▸ **DATA SUPPLIED**
- - -
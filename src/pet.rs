use crate::config::EngineConfig;
use chrono::{DateTime, Duration, Utc};
use schema::{Species, SpeciesData};
use serde::{Deserialize, Serialize};
use std::fmt;

/// Upper bound for mood and satiety.
pub const STAT_CAP: u32 = 100;

/// Activities are immediately available to a newly adopted pet.
const FRESH_COOLDOWN_OFFSET_HOURS: i64 = 2;

/// Composite key: one pet per owner per group. Both parts are opaque identifiers.
#[derive(Debug, Clone, PartialEq, Eq, Hash, PartialOrd, Ord, Serialize, Deserialize)]
pub struct PetKey {
    pub owner_id: String,
    pub group_id: String,
}

impl PetKey {
    pub fn new(owner_id: impl Into<String>, group_id: impl Into<String>) -> Self {
        Self {
            owner_id: owner_id.into(),
            group_id: group_id.into(),
        }
    }

    /// Another owner's key within the same group.
    pub fn neighbour(&self, owner_id: impl Into<String>) -> Self {
        Self::new(owner_id, self.group_id.clone())
    }
}

impl fmt::Display for PetKey {
    fn fmt(&self, f: &mut fmt::Formatter<'_>) -> fmt::Result {
        write!(f, "{}@{}", self.owner_id, self.group_id)
    }
}

#[derive(Debug, Clone, PartialEq, Eq, Serialize, Deserialize)]
pub struct PetRecord {
    pub key: PetKey,
    pub name: String,
    pub species: Species,
    pub level: u32,
    pub experience: u64,
    pub mood: u32,
    pub satiety: u32,
    pub attack: u32,
    pub defense: u32,
    pub evolution_stage: u32,
    pub last_fed_time: DateTime<Utc>,
    pub last_walk_time: DateTime<Utc>,
    pub last_duel_time: DateTime<Utc>,
    /// When decay was last applied.
    pub last_observed_time: DateTime<Utc>,
    pub balance: u64,
}

impl PetRecord {
    /// A freshly adopted level 1 pet with the species' base stats.
    pub fn adopt(
        key: PetKey,
        name: Option<String>,
        species: &SpeciesData,
        config: &EngineConfig,
        now: DateTime<Utc>,
    ) -> Self {
        let cooled_down = now - Duration::hours(FRESH_COOLDOWN_OFFSET_HOURS);
        let name = name
            .map(|n| n.trim().to_string())
            .filter(|n| !n.is_empty())
            .unwrap_or_else(|| species.name.clone());

        Self {
            key,
            name,
            species: species.species,
            level: 1,
            experience: 0,
            mood: config.starting_mood.min(STAT_CAP),
            satiety: config.starting_satiety.min(STAT_CAP),
            attack: species.base_stats.attack,
            defense: species.base_stats.defense,
            evolution_stage: 1,
            last_fed_time: now,
            last_walk_time: cooled_down,
            last_duel_time: cooled_down,
            last_observed_time: now,
            balance: config.starting_balance,
        }
    }

    /// Raise mood, capped at [`STAT_CAP`]. Returns the amount actually gained.
    pub fn gain_mood(&mut self, amount: u32) -> u32 {
        let before = self.mood;
        self.mood = self.mood.saturating_add(amount).min(STAT_CAP);
        self.mood - before
    }

    /// Raise satiety, capped at [`STAT_CAP`]. Returns the amount actually gained.
    pub fn gain_satiety(&mut self, amount: u32) -> u32 {
        let before = self.satiety;
        self.satiety = self.satiety.saturating_add(amount).min(STAT_CAP);
        self.satiety - before
    }

    pub fn gain_experience(&mut self, amount: u64) {
        self.experience = self.experience.saturating_add(amount);
    }

    pub fn credit(&mut self, amount: u64) {
        self.balance = self.balance.saturating_add(amount);
    }

    /// Time left before `last` is at least `cooldown` old, if any.
    pub fn cooldown_remaining(
        last: DateTime<Utc>,
        cooldown: Duration,
        now: DateTime<Utc>,
    ) -> Option<Duration> {
        let elapsed = now - last;
        if elapsed < cooldown {
            Some(cooldown - elapsed)
        } else {
            None
        }
    }
}
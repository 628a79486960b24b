//! Turn-based fight resolution between two fighter snapshots.
//!
//! The challenger strikes first every turn. A blow that drops the defender to
//! zero ends the fight at once, so the defender never gets a last counter-hit.
//! Hits are applied one at a time, so exactly one side is left standing.

use crate::battle::events::BattleEvent;
use crate::battle::fighter::{Fighter, Side};
use crate::rng::GameRng;
use schema::{Attribute, Effectiveness};

const VARIANCE_LOW: f64 = 0.8;
const VARIANCE_HIGH: f64 = 1.2;
const DEFENSE_WEIGHT: f64 = 0.5;

#[derive(Debug, Clone, PartialEq, Eq)]
pub struct BattleOutcome {
    pub fighters: [Fighter; 2],
    pub events: Vec<BattleEvent>,
    pub winner: Side,
    pub turns: u32,
    pub remaining_hp: [i64; 2],
}

impl BattleOutcome {
    pub fn winner_name(&self) -> &str {
        &self.fighters[self.winner.index()].name
    }

    pub fn loser(&self) -> Side {
        self.winner.opponent()
    }

    /// The human-readable battle log, one line per visible event.
    pub fn log(&self) -> Vec<String> {
        self.events
            .iter()
            .filter_map(|event| event.format(&self.fighters))
            .collect()
    }
}

/// Damage of one blow: max(1, floor(attack × U(0.8, 1.2) − defense × 0.5)),
/// then scaled by attribute effectiveness and floored again.
pub fn calculate_damage(
    attacker: &Fighter,
    defender: &Fighter,
    rng: &mut GameRng,
) -> (u32, Effectiveness) {
    let variance = rng.factor(VARIANCE_LOW, VARIANCE_HIGH, "damage variance");
    let raw = (attacker.attack as f64 * variance - defender.defense as f64 * DEFENSE_WEIGHT)
        .floor()
        .max(1.0) as u32;
    let effectiveness = Attribute::effectiveness(attacker.attribute, defender.attribute);
    (effectiveness.apply(raw), effectiveness)
}

fn strike(
    attacker: Side,
    fighters: &[Fighter; 2],
    hp: &mut [i64; 2],
    events: &mut Vec<BattleEvent>,
    rng: &mut GameRng,
) -> bool {
    let target = attacker.opponent();
    let (damage, effectiveness) =
        calculate_damage(&fighters[attacker.index()], &fighters[target.index()], rng);
    hp[target.index()] -= damage as i64;

    events.push(BattleEvent::Attacked { attacker });
    events.push(BattleEvent::AttackEffectiveness { effectiveness });
    events.push(BattleEvent::DamageDealt {
        target,
        damage,
        remaining_hp: hp[target.index()],
    });

    hp[target.index()] <= 0
}

/// Fights `challenger` against `defender` until one of them drops to zero HP.
pub fn resolve(challenger: &Fighter, defender: &Fighter, rng: &mut GameRng) -> BattleOutcome {
    let fighters = [challenger.clone(), defender.clone()];
    let mut hp = [challenger.max_hp(), defender.max_hp()];
    let mut events = vec![BattleEvent::BattleStarted];
    let mut turns = 0;

    let winner = loop {
        // A fighter may already be down (e.g. level 0 and no satiety in a hand-built snapshot).
        if hp[Side::Defender.index()] <= 0 {
            break Side::Challenger;
        }
        if hp[Side::Challenger.index()] <= 0 {
            break Side::Defender;
        }

        turns += 1;
        events.push(BattleEvent::TurnStarted { turn_number: turns });

        if strike(Side::Challenger, &fighters, &mut hp, &mut events, rng) {
            break Side::Challenger;
        }
        if strike(Side::Defender, &fighters, &mut hp, &mut events, rng) {
            break Side::Defender;
        }
    };

    events.push(BattleEvent::BattleEnded { winner });
    tracing::debug!(
        challenger = %fighters[0].name,
        defender = %fighters[1].name,
        ?winner,
        turns,
        "battle resolved"
    );

    BattleOutcome {
        fighters,
        events,
        winner,
        turns,
        remaining_hp: hp,
    }
}
use crate::pet::PetRecord;
use schema::{Attribute, SpeciesData};
use serde::{Deserialize, Serialize};

/// Satiety of a wild opponent; they are always well fed.
const WILD_SATIETY: u32 = 100;

/// Which corner a fighter stands in. The challenger always strikes first.
#[derive(Debug, Clone, Copy, PartialEq, Eq, Hash, Serialize, Deserialize)]
pub enum Side {
    Challenger,
    Defender,
}

impl Side {
    pub fn index(self) -> usize {
        match self {
            Side::Challenger => 0,
            Side::Defender => 1,
        }
    }

    pub fn opponent(self) -> Side {
        match self {
            Side::Challenger => Side::Defender,
            Side::Defender => Side::Challenger,
        }
    }
}

/// An immutable snapshot of everything a fight needs to know about one participant.
#[derive(Debug, Clone, PartialEq, Eq, Serialize, Deserialize)]
pub struct Fighter {
    pub name: String,
    pub attribute: Attribute,
    pub level: u32,
    pub attack: u32,
    pub defense: u32,
    pub satiety: u32,
}

impl Fighter {
    pub fn from_record(record: &PetRecord, species: &SpeciesData) -> Self {
        Self {
            name: record.name.clone(),
            attribute: species.attribute,
            level: record.level,
            attack: record.attack,
            defense: record.defense,
            satiety: record.satiety,
        }
    }

    /// A wild opponent: species base stats plus its level, always at full satiety.
    pub fn wild(species: &SpeciesData, level: u32) -> Self {
        Self {
            name: format!("野生的{}", species.name),
            attribute: species.attribute,
            level,
            attack: species.base_stats.attack.saturating_add(level),
            defense: species.base_stats.defense.saturating_add(level),
            satiety: WILD_SATIETY,
        }
    }

    /// Starting hit points: level × 10 + satiety. A hungry pet fights with less.
    pub fn max_hp(&self) -> i64 {
        self.level as i64 * 10 + self.satiety as i64
    }
}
- - -
Go through the records above, find each line with the string "target", and copy it.

    let target = attacker.opponent();
        calculate_damage(&fighters[attacker.index()], &fighters[target.index()], rng);
    hp[target.index()] -= damage as i64;
        target,
        remaining_hp: hp[target.index()],
    hp[target.index()] <= 0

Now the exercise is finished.